Your instructions:
The string "while" may appear in lines of the entries below. Report how many lines hold it, with only the number.
....
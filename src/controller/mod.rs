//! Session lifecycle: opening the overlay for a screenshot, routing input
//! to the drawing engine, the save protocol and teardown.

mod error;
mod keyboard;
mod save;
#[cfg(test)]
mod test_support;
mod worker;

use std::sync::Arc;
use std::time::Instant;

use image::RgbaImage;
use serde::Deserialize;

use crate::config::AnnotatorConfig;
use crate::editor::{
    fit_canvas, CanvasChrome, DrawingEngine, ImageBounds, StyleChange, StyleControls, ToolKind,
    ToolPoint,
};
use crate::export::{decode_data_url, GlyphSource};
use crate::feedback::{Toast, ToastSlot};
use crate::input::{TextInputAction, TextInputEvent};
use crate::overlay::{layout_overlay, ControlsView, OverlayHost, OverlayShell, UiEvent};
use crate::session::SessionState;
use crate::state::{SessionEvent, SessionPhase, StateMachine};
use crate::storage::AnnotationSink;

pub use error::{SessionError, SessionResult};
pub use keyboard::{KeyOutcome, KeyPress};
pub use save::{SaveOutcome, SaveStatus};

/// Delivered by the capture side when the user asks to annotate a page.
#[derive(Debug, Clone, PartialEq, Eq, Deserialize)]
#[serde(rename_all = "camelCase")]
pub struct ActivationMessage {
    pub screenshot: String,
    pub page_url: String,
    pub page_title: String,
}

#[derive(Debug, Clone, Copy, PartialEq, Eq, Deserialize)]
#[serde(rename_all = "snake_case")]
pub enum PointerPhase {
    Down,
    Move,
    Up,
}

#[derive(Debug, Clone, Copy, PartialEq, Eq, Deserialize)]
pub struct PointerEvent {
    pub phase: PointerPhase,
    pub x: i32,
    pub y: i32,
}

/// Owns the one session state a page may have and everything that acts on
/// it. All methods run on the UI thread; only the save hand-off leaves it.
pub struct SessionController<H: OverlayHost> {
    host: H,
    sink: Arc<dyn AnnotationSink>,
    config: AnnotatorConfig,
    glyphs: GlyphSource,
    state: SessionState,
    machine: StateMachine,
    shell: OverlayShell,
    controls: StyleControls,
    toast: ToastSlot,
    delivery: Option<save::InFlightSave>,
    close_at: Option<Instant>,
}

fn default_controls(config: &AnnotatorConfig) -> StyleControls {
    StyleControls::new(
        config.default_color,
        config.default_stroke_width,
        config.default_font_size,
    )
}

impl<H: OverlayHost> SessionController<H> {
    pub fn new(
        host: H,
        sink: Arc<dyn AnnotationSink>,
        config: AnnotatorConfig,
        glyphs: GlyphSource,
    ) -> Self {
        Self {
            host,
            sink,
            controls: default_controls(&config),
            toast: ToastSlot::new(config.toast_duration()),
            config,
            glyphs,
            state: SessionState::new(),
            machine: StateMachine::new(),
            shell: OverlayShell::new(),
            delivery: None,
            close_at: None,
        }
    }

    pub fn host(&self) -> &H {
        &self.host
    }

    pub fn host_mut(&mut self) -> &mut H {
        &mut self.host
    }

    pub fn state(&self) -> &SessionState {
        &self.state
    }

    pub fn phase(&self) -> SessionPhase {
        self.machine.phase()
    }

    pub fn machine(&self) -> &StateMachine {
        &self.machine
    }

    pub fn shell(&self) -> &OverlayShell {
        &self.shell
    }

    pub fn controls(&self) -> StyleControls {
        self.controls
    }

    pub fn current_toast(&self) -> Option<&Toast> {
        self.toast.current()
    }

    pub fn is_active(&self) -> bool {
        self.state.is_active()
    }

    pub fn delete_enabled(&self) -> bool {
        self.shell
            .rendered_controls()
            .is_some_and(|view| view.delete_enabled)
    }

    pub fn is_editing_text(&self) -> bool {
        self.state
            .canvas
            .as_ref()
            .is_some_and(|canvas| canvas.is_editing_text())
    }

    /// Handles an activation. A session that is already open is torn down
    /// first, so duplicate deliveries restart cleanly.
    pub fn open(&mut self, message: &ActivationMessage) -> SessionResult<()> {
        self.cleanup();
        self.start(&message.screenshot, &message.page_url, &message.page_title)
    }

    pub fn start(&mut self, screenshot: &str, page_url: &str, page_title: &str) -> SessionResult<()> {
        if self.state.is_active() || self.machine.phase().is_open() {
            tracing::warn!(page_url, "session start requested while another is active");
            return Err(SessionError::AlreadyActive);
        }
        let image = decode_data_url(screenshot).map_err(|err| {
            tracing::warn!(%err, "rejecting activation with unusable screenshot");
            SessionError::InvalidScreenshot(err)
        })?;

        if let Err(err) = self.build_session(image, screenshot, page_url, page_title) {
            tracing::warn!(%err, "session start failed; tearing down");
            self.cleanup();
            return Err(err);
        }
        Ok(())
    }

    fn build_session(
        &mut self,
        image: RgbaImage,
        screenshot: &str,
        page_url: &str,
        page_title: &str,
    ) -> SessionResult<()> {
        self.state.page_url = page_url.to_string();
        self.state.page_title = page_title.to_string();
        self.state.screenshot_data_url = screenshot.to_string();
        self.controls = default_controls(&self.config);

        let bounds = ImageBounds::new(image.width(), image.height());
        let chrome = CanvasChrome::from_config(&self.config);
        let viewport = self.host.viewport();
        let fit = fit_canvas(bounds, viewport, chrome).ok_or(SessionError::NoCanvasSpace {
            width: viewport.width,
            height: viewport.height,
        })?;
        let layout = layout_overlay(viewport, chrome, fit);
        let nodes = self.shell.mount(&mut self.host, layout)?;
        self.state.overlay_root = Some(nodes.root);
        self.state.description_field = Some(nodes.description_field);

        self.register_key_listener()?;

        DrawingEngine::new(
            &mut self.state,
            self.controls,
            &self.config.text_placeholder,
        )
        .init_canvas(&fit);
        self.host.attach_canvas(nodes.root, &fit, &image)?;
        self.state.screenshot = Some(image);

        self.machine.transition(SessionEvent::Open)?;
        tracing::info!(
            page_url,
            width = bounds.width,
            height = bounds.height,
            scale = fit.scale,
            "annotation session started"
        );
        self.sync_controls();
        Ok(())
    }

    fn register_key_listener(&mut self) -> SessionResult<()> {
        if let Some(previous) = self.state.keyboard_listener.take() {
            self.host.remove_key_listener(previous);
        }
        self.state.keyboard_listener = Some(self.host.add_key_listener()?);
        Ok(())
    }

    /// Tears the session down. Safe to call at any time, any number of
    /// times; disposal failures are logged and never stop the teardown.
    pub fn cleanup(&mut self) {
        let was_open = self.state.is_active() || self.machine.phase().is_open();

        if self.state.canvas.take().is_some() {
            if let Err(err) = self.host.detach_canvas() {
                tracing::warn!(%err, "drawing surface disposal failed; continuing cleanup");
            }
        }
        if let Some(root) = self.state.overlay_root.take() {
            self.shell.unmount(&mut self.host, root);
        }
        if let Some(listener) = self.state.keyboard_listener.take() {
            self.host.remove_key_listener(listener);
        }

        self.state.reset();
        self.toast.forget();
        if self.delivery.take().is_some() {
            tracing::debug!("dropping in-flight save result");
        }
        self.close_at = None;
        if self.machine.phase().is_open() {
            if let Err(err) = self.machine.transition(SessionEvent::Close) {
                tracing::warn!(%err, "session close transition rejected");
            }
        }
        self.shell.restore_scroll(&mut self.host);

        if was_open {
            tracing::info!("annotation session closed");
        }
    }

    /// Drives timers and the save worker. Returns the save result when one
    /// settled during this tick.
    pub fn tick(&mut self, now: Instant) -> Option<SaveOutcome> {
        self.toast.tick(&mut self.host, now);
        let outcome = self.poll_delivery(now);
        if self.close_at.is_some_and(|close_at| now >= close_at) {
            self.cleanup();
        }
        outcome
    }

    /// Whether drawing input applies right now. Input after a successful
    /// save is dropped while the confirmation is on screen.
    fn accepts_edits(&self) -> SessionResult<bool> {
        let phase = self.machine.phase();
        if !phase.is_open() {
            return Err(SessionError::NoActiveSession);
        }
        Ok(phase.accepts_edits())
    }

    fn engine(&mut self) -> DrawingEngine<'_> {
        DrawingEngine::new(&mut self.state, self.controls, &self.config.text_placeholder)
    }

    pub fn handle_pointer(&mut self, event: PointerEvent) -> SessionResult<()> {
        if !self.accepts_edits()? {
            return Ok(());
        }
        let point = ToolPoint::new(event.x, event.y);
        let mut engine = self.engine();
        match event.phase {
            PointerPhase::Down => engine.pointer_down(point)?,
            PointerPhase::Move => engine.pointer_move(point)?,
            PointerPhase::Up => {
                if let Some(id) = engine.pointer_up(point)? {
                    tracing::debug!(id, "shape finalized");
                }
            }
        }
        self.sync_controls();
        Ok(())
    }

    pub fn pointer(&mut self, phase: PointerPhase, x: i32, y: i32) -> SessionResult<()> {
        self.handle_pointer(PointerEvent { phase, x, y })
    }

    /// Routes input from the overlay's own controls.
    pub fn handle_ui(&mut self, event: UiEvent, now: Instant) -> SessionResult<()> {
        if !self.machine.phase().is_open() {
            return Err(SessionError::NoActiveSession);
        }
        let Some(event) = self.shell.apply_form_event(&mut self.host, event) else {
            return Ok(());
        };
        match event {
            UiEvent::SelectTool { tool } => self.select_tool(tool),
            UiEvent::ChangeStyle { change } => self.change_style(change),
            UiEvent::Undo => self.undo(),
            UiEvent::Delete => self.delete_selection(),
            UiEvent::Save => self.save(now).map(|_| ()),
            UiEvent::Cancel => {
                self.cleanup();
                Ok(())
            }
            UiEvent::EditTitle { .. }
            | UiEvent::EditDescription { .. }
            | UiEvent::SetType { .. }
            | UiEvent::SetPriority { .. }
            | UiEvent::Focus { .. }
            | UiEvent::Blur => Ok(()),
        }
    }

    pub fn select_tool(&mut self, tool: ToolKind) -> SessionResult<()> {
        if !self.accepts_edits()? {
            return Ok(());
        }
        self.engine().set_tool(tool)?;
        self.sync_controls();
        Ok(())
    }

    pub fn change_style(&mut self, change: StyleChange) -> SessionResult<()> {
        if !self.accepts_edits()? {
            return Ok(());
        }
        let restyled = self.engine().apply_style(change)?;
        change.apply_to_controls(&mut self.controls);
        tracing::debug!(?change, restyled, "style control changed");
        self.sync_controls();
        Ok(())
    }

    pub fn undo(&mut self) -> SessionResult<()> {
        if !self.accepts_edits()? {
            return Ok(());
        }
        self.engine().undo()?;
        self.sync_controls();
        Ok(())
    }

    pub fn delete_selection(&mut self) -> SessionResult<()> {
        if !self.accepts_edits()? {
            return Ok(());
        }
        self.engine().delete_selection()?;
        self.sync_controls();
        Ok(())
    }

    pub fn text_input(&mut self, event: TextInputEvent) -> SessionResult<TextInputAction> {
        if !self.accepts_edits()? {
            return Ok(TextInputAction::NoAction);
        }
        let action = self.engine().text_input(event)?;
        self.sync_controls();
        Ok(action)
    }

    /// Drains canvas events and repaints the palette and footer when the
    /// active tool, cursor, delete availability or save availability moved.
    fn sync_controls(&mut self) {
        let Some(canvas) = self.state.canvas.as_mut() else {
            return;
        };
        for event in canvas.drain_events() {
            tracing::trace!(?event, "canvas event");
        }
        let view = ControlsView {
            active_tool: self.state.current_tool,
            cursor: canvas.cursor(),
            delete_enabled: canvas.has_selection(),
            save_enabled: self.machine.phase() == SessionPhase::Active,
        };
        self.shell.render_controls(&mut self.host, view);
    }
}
....
Written reply:
2